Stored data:
····················

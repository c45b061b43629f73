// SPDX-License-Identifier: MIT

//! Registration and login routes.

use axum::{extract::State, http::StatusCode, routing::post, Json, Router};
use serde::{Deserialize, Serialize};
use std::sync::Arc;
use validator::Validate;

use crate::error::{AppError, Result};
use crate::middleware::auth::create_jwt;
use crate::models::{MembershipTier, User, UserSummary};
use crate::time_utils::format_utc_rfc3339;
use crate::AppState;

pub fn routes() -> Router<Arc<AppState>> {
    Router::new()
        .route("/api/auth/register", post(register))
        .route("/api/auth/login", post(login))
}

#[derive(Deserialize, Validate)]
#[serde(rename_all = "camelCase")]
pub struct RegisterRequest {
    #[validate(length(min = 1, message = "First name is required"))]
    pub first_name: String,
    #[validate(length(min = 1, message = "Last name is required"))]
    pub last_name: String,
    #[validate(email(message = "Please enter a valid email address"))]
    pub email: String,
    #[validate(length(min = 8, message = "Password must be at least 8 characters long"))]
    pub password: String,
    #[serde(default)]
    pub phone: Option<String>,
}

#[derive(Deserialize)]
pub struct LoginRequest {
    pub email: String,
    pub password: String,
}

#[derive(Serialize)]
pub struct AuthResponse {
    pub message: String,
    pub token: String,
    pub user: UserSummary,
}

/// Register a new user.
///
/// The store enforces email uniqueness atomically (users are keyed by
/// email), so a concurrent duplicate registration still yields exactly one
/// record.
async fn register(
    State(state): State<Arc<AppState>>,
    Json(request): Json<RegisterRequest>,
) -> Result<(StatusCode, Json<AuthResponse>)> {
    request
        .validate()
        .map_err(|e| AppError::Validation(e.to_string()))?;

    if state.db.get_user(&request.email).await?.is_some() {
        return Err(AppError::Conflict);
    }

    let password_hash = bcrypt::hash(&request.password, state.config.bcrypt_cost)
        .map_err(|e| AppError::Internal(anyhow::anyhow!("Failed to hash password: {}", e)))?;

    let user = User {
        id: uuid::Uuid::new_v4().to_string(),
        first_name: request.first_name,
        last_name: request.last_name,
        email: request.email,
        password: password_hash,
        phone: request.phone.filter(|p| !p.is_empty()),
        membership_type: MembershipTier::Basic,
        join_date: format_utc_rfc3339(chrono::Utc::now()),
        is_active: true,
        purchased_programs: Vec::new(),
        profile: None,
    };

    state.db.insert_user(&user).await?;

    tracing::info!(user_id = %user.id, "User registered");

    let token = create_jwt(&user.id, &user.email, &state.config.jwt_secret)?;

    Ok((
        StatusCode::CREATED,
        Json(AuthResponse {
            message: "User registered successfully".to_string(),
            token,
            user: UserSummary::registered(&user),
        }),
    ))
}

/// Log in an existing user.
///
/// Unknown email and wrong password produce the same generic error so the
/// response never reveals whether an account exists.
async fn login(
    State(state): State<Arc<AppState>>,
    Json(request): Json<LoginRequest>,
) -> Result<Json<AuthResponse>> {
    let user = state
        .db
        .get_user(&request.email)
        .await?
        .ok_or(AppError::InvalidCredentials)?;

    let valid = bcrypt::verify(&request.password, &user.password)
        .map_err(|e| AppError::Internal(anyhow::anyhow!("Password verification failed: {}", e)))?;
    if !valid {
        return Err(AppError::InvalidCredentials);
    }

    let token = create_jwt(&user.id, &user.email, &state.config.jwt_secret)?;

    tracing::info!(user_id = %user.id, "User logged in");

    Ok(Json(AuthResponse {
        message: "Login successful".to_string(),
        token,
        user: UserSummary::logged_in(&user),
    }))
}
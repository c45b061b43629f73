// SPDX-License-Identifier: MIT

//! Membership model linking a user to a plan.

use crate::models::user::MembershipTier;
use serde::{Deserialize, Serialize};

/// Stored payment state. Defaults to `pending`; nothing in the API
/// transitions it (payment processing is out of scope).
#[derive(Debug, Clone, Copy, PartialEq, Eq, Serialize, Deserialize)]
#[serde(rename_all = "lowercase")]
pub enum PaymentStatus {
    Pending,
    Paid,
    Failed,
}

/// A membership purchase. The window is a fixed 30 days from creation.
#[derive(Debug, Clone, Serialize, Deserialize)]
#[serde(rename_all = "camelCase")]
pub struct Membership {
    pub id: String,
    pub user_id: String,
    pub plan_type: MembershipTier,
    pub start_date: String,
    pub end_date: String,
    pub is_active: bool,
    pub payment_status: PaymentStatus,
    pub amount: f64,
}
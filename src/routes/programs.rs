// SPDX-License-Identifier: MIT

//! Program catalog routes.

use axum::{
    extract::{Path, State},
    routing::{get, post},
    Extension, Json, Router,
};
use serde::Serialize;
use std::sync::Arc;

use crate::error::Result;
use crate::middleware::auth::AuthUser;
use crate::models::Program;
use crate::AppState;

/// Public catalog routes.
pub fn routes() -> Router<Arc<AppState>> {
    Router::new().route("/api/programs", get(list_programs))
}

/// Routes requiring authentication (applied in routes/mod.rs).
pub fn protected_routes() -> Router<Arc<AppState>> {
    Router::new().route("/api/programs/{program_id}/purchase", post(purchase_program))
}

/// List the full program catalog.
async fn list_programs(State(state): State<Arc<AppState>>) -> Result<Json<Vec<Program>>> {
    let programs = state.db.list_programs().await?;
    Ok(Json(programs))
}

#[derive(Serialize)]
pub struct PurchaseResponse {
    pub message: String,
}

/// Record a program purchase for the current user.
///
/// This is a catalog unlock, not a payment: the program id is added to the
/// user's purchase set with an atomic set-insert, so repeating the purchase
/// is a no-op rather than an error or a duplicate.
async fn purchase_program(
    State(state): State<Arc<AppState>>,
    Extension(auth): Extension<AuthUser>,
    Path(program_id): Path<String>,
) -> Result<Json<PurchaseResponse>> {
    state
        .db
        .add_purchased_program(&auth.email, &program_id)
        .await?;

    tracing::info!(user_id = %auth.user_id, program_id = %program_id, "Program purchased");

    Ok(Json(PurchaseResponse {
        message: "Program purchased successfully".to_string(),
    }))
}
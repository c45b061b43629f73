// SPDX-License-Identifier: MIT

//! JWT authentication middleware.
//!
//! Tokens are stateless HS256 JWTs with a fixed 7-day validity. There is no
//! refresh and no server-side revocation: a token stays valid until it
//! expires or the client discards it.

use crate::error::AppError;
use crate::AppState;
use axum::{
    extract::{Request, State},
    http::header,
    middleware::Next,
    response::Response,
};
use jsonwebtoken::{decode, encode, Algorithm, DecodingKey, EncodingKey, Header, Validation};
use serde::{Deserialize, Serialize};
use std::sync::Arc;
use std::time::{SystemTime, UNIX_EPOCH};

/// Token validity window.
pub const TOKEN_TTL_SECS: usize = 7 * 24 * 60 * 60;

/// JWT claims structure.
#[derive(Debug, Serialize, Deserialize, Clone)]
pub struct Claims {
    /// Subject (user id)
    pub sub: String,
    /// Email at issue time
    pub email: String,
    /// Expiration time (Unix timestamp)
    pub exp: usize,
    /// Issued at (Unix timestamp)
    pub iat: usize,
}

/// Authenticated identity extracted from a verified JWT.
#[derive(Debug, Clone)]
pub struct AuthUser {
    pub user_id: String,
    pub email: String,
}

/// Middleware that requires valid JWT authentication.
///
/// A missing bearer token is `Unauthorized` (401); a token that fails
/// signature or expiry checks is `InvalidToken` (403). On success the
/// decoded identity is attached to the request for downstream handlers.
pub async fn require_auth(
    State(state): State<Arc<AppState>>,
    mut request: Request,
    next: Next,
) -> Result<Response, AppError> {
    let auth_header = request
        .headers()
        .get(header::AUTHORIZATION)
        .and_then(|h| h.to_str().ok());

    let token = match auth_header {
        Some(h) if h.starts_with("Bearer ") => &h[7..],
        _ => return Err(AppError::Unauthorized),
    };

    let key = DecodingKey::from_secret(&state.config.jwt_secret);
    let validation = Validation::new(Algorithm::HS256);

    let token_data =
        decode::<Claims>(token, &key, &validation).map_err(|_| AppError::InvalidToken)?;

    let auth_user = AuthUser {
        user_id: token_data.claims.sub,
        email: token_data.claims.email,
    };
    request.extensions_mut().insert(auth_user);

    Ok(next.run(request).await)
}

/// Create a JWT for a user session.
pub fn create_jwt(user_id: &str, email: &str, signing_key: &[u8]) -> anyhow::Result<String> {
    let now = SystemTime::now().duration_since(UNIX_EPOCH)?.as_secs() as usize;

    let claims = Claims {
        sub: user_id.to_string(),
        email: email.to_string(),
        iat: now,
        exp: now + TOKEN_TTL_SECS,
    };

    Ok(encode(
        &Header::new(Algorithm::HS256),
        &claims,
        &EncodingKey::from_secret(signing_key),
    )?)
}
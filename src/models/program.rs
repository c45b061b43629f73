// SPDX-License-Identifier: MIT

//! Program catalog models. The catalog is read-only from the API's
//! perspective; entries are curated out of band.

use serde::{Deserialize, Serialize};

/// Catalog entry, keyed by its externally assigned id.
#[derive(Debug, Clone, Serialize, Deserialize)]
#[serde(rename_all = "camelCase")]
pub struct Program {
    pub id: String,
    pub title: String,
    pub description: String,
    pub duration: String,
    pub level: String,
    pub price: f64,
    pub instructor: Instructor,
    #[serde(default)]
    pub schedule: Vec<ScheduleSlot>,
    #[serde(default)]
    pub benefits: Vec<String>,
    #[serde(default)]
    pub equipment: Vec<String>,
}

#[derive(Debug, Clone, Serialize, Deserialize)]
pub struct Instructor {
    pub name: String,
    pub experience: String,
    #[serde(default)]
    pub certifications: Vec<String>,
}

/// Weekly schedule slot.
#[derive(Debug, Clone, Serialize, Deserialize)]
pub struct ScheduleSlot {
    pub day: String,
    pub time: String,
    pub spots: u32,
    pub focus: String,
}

····················

#### PROBLEM STATEMENT
Where the word "http" shows up in a line of the entries above, count that line; the answer is the total alone.

#### RESULT OF THE TASK
2